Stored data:
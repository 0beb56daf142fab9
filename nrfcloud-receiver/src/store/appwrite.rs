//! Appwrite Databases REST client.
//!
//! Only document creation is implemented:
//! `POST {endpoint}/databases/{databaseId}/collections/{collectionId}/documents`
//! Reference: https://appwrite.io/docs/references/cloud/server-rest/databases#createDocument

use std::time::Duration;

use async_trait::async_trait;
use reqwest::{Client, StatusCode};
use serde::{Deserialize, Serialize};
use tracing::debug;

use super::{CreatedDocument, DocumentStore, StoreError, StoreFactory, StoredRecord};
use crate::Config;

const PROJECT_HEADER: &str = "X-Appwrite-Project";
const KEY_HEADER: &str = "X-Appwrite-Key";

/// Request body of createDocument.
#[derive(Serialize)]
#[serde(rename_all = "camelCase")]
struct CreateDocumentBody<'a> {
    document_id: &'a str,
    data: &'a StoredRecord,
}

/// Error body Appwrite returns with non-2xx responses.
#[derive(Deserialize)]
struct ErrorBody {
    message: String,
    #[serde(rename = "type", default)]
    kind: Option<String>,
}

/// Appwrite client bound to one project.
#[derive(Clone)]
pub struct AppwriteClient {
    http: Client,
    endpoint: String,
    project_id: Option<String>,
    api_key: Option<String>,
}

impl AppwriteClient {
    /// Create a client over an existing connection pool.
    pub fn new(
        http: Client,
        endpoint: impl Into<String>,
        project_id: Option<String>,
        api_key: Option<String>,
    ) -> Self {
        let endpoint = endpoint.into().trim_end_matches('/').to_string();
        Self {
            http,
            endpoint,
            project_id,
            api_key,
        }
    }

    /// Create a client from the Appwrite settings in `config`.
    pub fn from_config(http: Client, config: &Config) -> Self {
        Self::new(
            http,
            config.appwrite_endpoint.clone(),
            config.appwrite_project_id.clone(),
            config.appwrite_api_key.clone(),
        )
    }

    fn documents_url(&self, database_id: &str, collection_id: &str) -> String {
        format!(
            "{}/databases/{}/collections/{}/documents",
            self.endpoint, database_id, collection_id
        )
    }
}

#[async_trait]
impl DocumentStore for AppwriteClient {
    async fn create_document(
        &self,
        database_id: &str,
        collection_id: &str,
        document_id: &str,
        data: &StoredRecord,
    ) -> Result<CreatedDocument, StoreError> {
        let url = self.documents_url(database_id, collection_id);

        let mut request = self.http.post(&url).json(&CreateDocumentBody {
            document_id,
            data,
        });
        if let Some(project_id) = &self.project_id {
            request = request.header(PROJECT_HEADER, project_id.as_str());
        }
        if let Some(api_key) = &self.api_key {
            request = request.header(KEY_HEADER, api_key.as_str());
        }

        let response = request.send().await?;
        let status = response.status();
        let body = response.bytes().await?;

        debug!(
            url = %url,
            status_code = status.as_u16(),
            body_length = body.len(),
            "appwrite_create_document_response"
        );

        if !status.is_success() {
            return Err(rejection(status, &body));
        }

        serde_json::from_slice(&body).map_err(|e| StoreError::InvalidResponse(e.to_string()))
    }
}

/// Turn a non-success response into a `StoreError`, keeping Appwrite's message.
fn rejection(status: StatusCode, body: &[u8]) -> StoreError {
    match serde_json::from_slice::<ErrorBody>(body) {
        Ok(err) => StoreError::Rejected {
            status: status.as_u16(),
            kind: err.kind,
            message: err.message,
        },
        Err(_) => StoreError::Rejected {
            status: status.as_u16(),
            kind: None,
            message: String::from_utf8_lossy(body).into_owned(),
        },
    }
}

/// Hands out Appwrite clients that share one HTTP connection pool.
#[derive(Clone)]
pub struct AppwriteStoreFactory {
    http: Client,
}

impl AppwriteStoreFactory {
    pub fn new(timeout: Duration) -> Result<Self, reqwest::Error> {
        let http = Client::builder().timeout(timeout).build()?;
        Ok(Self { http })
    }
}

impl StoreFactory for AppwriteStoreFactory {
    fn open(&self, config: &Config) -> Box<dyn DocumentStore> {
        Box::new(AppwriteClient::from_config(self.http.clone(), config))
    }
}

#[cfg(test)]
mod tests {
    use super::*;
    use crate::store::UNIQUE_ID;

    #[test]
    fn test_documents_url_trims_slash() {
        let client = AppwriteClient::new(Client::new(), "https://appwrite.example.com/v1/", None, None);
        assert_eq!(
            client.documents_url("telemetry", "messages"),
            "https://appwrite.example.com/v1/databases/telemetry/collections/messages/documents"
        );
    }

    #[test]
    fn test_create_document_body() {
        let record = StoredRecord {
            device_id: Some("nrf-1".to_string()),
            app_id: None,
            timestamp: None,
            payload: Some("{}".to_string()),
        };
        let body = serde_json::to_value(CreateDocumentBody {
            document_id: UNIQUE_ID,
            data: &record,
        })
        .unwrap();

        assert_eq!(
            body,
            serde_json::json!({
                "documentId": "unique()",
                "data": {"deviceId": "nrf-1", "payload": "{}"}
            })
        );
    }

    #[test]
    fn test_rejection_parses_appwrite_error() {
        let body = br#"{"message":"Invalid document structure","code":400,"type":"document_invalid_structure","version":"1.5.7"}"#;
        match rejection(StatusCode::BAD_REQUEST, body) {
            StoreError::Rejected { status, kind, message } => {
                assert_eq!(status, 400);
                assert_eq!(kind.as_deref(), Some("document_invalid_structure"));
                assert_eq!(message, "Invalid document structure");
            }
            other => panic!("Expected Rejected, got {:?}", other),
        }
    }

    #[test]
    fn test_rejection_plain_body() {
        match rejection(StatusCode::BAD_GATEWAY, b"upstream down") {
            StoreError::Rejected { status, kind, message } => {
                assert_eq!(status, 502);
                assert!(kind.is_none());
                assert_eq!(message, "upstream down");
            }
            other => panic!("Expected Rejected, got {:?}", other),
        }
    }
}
* * *
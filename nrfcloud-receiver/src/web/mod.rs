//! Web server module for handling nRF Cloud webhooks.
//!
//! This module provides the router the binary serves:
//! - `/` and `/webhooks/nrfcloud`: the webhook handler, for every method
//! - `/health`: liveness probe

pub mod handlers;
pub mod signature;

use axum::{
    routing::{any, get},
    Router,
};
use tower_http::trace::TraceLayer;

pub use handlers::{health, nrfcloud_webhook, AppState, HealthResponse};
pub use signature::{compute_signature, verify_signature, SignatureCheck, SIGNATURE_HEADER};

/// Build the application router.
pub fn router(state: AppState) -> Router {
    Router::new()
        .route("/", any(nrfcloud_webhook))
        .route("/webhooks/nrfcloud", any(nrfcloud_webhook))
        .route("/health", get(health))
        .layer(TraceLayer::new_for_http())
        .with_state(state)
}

> Problem details
Report every line in the data that holds "messages", copying each one.

> Output
            client.documents_url("telemetry", "messages"),
            "https://appwrite.example.com/v1/databases/telemetry/collections/messages/documents"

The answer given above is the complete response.